=== Begin Enclosure ===
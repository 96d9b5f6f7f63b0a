//! Shared helpers for the end-to-end tests.

#![allow(dead_code)]

use pascalc::ast::Program;
use pascalc::{CompilationError, PascalError, translate};

/// Route `tracing` output to the test writer; filter with `RUST_LOG`.
pub fn init_tracing() {
    let _ = tracing_subscriber::fmt()
        .with_env_filter(tracing_subscriber::EnvFilter::from_default_env())
        .with_test_writer()
        .try_init();
}

/// Translate and run, returning the program output.
pub fn run(program: &Program<'_>, input: &str) -> Result<String, PascalError> {
    init_tracing();
    pascalc::compile_and_run(program, input)
}

/// Translate and run, panicking on any failure.
pub fn output_of(program: &Program<'_>, input: &str) -> String {
    run(program, input).unwrap_or_else(|e| panic!("program failed: {e}"))
}

/// Translate a program that must be rejected.
pub fn translation_error(program: &Program<'_>) -> CompilationError {
    init_tracing();
    match translate(program) {
        Ok(compiled) => panic!(
            "expected translation to fail, got unit:\n{}",
            compiled.unit().disassemble()
        ),
        Err(e) => e,
    }
}

/// Expected output for a sequence of written integers.
pub fn lines(values: &[i32]) -> String {
    values.iter().map(|v| format!("{v}\n")).collect()
}
//! Expression AST nodes.
//!
//! # Expression Precedence
//!
//! The parser builds the tree with the following levels (low to high):
//! 1. Logical and relational (`or`, `and`, `=`, `<>`, `<`, `<=`, `>`, `>=`)
//! 2. Additive (`+`, `-`, including a leading unary sign)
//! 3. Multiplicative (`*`, `/`, `mod`)
//! 4. Unary `not`
//! 5. Atoms (literal, variable or array element, call, parenthesized expression)

use crate::node::Ident;
use crate::ops::{BinaryOp, UnaryOp};
use pascalc_core::Span;

/// An expression.
#[derive(Debug, Clone, Copy, PartialEq)]
pub enum Expr<'ast> {
    /// Integer or boolean literal
    Literal(LiteralExpr),
    /// Variable or array element
    Name(QualifiedName<'ast>),
    /// Function call
    Call(&'ast CallExpr<'ast>),
    /// Binary operation
    Binary(&'ast BinaryExpr<'ast>),
    /// Unary prefix operation
    Unary(&'ast UnaryExpr<'ast>),
    /// Parenthesized expression
    Paren(&'ast ParenExpr<'ast>),
}

impl<'ast> Expr<'ast> {
    /// Get the span of this expression.
    pub fn span(&self) -> Span {
        match self {
            Self::Literal(e) => e.span,
            Self::Name(e) => e.span,
            Self::Call(e) => e.span,
            Self::Binary(e) => e.span,
            Self::Unary(e) => e.span,
            Self::Paren(e) => e.span,
        }
    }
}

/// A literal value.
#[derive(Debug, Clone, Copy, PartialEq)]
pub struct LiteralExpr {
    /// The literal kind
    pub kind: LiteralKind,
    /// Source location
    pub span: Span,
}

/// The kind of literal.
#[derive(Debug, Clone, Copy, PartialEq, Eq)]
pub enum LiteralKind {
    /// Integer literal
    Int(i32),
    /// `true` / `false`
    Bool(bool),
}

/// A variable reference, optionally indexed: `x` or `a[i, j]`.
///
/// Used both as an expression and as the target of assignments, `for`
/// counters and `read` statements.
#[derive(Debug, Clone, Copy, PartialEq)]
pub struct QualifiedName<'ast> {
    /// The variable name
    pub ident: Ident<'ast>,
    /// Index expressions, empty for a plain variable
    pub indices: &'ast [Expr<'ast>],
    /// Source location
    pub span: Span,
}

impl<'ast> QualifiedName<'ast> {
    /// The variable name.
    #[inline]
    pub fn name(&self) -> &'ast str {
        self.ident.name
    }

    /// Whether this names an array element rather than a whole variable.
    #[inline]
    pub fn is_indexed(&self) -> bool {
        !self.indices.is_empty()
    }
}

/// A function call `f(a, b)`.
#[derive(Debug, Clone, Copy, PartialEq)]
pub struct CallExpr<'ast> {
    /// Function name
    pub callee: Ident<'ast>,
    /// Arguments in order
    pub args: &'ast [Expr<'ast>],
    /// Source location
    pub span: Span,
}

/// A binary operation.
#[derive(Debug, Clone, Copy, PartialEq)]
pub struct BinaryExpr<'ast> {
    /// Left operand
    pub left: &'ast Expr<'ast>,
    /// Operator
    pub op: BinaryOp,
    /// Right operand
    pub right: &'ast Expr<'ast>,
    /// Source location
    pub span: Span,
}

/// A unary prefix operation.
#[derive(Debug, Clone, Copy, PartialEq)]
pub struct UnaryExpr<'ast> {
    /// Operator
    pub op: UnaryOp,
    /// Operand
    pub operand: &'ast Expr<'ast>,
    /// Source location
    pub span: Span,
}

/// A parenthesized expression.
#[derive(Debug, Clone, Copy, PartialEq)]
pub struct ParenExpr<'ast> {
    /// The inner expression
    pub expr: &'ast Expr<'ast>,
    /// Source location
    pub span: Span,
}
=== End Enclosure ===
→ What to work on:
Send back every record, precisely as written.

→ Finished task:
repository 96d9b5f6f7f63b0a
//! Shared helpers for the end-to-end tests.

#![allow(dead_code)]

use pascalc::ast::Program;
use pascalc::{CompilationError, PascalError, translate};

/// Route `tracing` output to the test writer; filter with `RUST_LOG`.
pub fn init_tracing() {
    let _ = tracing_subscriber::fmt()
        .with_env_filter(tracing_subscriber::EnvFilter::from_default_env())
        .with_test_writer()
        .try_init();
}

/// Translate and run, returning the program output.
pub fn run(program: &Program<'_>, input: &str) -> Result<String, PascalError> {
    init_tracing();
    pascalc::compile_and_run(program, input)
}

/// Translate and run, panicking on any failure.
pub fn output_of(program: &Program<'_>, input: &str) -> String {
    run(program, input).unwrap_or_else(|e| panic!("program failed: {e}"))
}

/// Translate a program that must be rejected.
pub fn translation_error(program: &Program<'_>) -> CompilationError {
    init_tracing();
    match translate(program) {
        Ok(compiled) => panic!(
            "expected translation to fail, got unit:\n{}",
            compiled.unit().disassemble()
        ),
        Err(e) => e,
    }
}

/// Expected output for a sequence of written integers.
pub fn lines(values: &[i32]) -> String {
    values.iter().map(|v| format!("{v}\n")).collect()
}
//! Expression AST nodes.
//!
//! # Expression Precedence
//!
//! The parser builds the tree with the following levels (low to high):
//! 1. Logical and relational (`or`, `and`, `=`, `<>`, `<`, `<=`, `>`, `>=`)
//! 2. Additive (`+`, `-`, including a leading unary sign)
//! 3. Multiplicative (`*`, `/`, `mod`)
//! 4. Unary `not`
//! 5. Atoms (literal, variable or array element, call, parenthesized expression)

use crate::node::Ident;
use crate::ops::{BinaryOp, UnaryOp};
use pascalc_core::Span;

/// An expression.
#[derive(Debug, Clone, Copy, PartialEq)]
pub enum Expr<'ast> {
    /// Integer or boolean literal
    Literal(LiteralExpr),
    /// Variable or array element
    Name(QualifiedName<'ast>),
    /// Function call
    Call(&'ast CallExpr<'ast>),
    /// Binary operation
    Binary(&'ast BinaryExpr<'ast>),
    /// Unary prefix operation
    Unary(&'ast UnaryExpr<'ast>),
    /// Parenthesized expression
    Paren(&'ast ParenExpr<'ast>),
}

impl<'ast> Expr<'ast> {
    /// Get the span of this expression.
    pub fn span(&self) -> Span {
        match self {
            Self::Literal(e) => e.span,
            Self::Name(e) => e.span,
            Self::Call(e) => e.span,
            Self::Binary(e) => e.span,
            Self::Unary(e) => e.span,
            Self::Paren(e) => e.span,
        }
    }
}

/// A literal value.
#[derive(Debug, Clone, Copy, PartialEq)]
pub struct LiteralExpr {
    /// The literal kind
    pub kind: LiteralKind,
    /// Source location
    pub span: Span,
}

/// The kind of literal.
#[derive(Debug, Clone, Copy, PartialEq, Eq)]
pub enum LiteralKind {
    /// Integer literal
    Int(i32),
    /// `true` / `false`
    Bool(bool),
}

/// A variable reference, optionally indexed: `x` or `a[i, j]`.
///
/// Used both as an expression and as the target of assignments, `for`
/// counters and `read` statements.
#[derive(Debug, Clone, Copy, PartialEq)]
pub struct QualifiedName<'ast> {
    /// The variable name
    pub ident: Ident<'ast>,
    /// Index expressions, empty for a plain variable
    pub indices: &'ast [Expr<'ast>],
    /// Source location
    pub span: Span,
}

impl<'ast> QualifiedName<'ast> {
    /// The variable name.
    #[inline]
    pub fn name(&self) -> &'ast str {
        self.ident.name
    }

    /// Whether this names an array element rather than a whole variable.
    #[inline]
    pub fn is_indexed(&self) -> bool {
        !self.indices.is_empty()
    }
}

/// A function call `f(a, b)`.
#[derive(Debug, Clone, Copy, PartialEq)]
pub struct CallExpr<'ast> {
    /// Function name
    pub callee: Ident<'ast>,
    /// Arguments in order
    pub args: &'ast [Expr<'ast>],
    /// Source location
    pub span: Span,
}

/// A binary operation.
#[derive(Debug, Clone, Copy, PartialEq)]
pub struct BinaryExpr<'ast> {
    /// Left operand
    pub left: &'ast Expr<'ast>,
    /// Operator
    pub op: BinaryOp,
    /// Right operand
    pub right: &'ast Expr<'ast>,
    /// Source location
    pub span: Span,
}

/// A unary prefix operation.
#[derive(Debug, Clone, Copy, PartialEq)]
pub struct UnaryExpr<'ast> {
    /// Operator
    pub op: UnaryOp,
    /// Operand
    pub operand: &'ast Expr<'ast>,
    /// Source location
    pub span: Span,
}

/// A parenthesized expression.
#[derive(Debug, Clone, Copy, PartialEq)]
pub struct ParenExpr<'ast> {
    /// The inner expression
    pub expr: &'ast Expr<'ast>,
    /// Source location
    pub span: Span,
}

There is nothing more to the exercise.